(Saved entries)
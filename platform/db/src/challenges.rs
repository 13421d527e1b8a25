use async_trait::async_trait;
use chrono::Utc;
use entity::challenges;
use platform_authz::AccountId;
use policies::ChallengeDirectory;
use sea_orm::{ActiveModelTrait, ActiveValue::Set, EntityTrait, QuerySelect};
use tracing::instrument;
use uuid::Uuid;

use crate::{DbError, DbPool, DbResult};

#[derive(Clone, Debug)]
pub struct NewChallenge {
    pub owner_id: Uuid,
    pub title: String,
    pub description: Option<String>,
}

#[derive(Clone, Debug, Default)]
pub struct ChallengePatch {
    pub title: Option<String>,
    pub description: Option<Option<String>>,
}

#[derive(Clone)]
pub struct ChallengeService {
    db: DbPool,
}

impl ChallengeService {
    pub fn new(db: DbPool) -> Self {
        Self { db }
    }

    #[instrument(name = "challenges.create", skip_all, fields(owner = %input.owner_id))]
    pub async fn create(&self, input: NewChallenge) -> DbResult<challenges::Model> {
        let now = Utc::now();
        Ok(challenges::ActiveModel {
            id: Set(Uuid::new_v4()),
            owner_id: Set(input.owner_id),
            title: Set(input.title),
            description: Set(input.description),
            created_at: Set(now.into()),
            updated_at: Set(now.into()),
        }
        .insert(&self.db)
        .await?)
    }

    #[instrument(name = "challenges.find", skip(self))]
    pub async fn find(&self, id: Uuid) -> DbResult<challenges::Model> {
        challenges::Entity::find_by_id(id)
            .one(&self.db)
            .await?
            .ok_or(DbError::NotFound("challenge"))
    }

    #[instrument(name = "challenges.update", skip(self, patch))]
    pub async fn update(&self, id: Uuid, patch: ChallengePatch) -> DbResult<challenges::Model> {
        let mut model: challenges::ActiveModel = self.find(id).await?.into();
        if let Some(title) = patch.title {
            model.title = Set(title);
        }
        if let Some(description) = patch.description {
            model.description = Set(description);
        }
        model.updated_at = Set(Utc::now().into());
        Ok(model.update(&self.db).await?)
    }

    #[instrument(name = "challenges.delete", skip(self))]
    pub async fn delete(&self, id: Uuid) -> DbResult<()> {
        let result = challenges::Entity::delete_by_id(id).exec(&self.db).await?;
        if result.rows_affected == 0 {
            return Err(DbError::NotFound("challenge"));
        }
        Ok(())
    }
}

#[async_trait]
impl ChallengeDirectory for ChallengeService {
    async fn owner_of(&self, challenge: Uuid) -> anyhow::Result<Option<AccountId>> {
        let owner = challenges::Entity::find_by_id(challenge)
            .select_only()
            .column(challenges::Column::OwnerId)
            .into_tuple::<Uuid>()
            .one(&self.db)
            .await?;
        Ok(owner.map(AccountId::from))
    }
}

### EXERCISE DESCRIPTION
Could you transcribe the entries above word for word, from the line with "use policies::ChallengeDirectory;" down to the line with "let mut model: challenges::ActiveModel", keeping both?

### RESULT FOR THIS TASK
use policies::ChallengeDirectory;
use sea_orm::{ActiveModelTrait, ActiveValue::Set, EntityTrait, QuerySelect};
use tracing::instrument;
use uuid::Uuid;

use crate::{DbError, DbPool, DbResult};

#[derive(Clone, Debug)]
pub struct NewChallenge {
    pub owner_id: Uuid,
    pub title: String,
    pub description: Option<String>,
}

#[derive(Clone, Debug, Default)]
pub struct ChallengePatch {
    pub title: Option<String>,
    pub description: Option<Option<String>>,
}

#[derive(Clone)]
pub struct ChallengeService {
    db: DbPool,
}

impl ChallengeService {
    pub fn new(db: DbPool) -> Self {
        Self { db }
    }

    #[instrument(name = "challenges.create", skip_all, fields(owner = %input.owner_id))]
    pub async fn create(&self, input: NewChallenge) -> DbResult<challenges::Model> {
        let now = Utc::now();
        Ok(challenges::ActiveModel {
            id: Set(Uuid::new_v4()),
            owner_id: Set(input.owner_id),
            title: Set(input.title),
            description: Set(input.description),
            created_at: Set(now.into()),
            updated_at: Set(now.into()),
        }
        .insert(&self.db)
        .await?)
    }

    #[instrument(name = "challenges.find", skip(self))]
    pub async fn find(&self, id: Uuid) -> DbResult<challenges::Model> {
        challenges::Entity::find_by_id(id)
            .one(&self.db)
            .await?
            .ok_or(DbError::NotFound("challenge"))
    }

    #[instrument(name = "challenges.update", skip(self, patch))]
    pub async fn update(&self, id: Uuid, patch: ChallengePatch) -> DbResult<challenges::Model> {
        let mut model: challenges::ActiveModel = self.find(id).await?.into();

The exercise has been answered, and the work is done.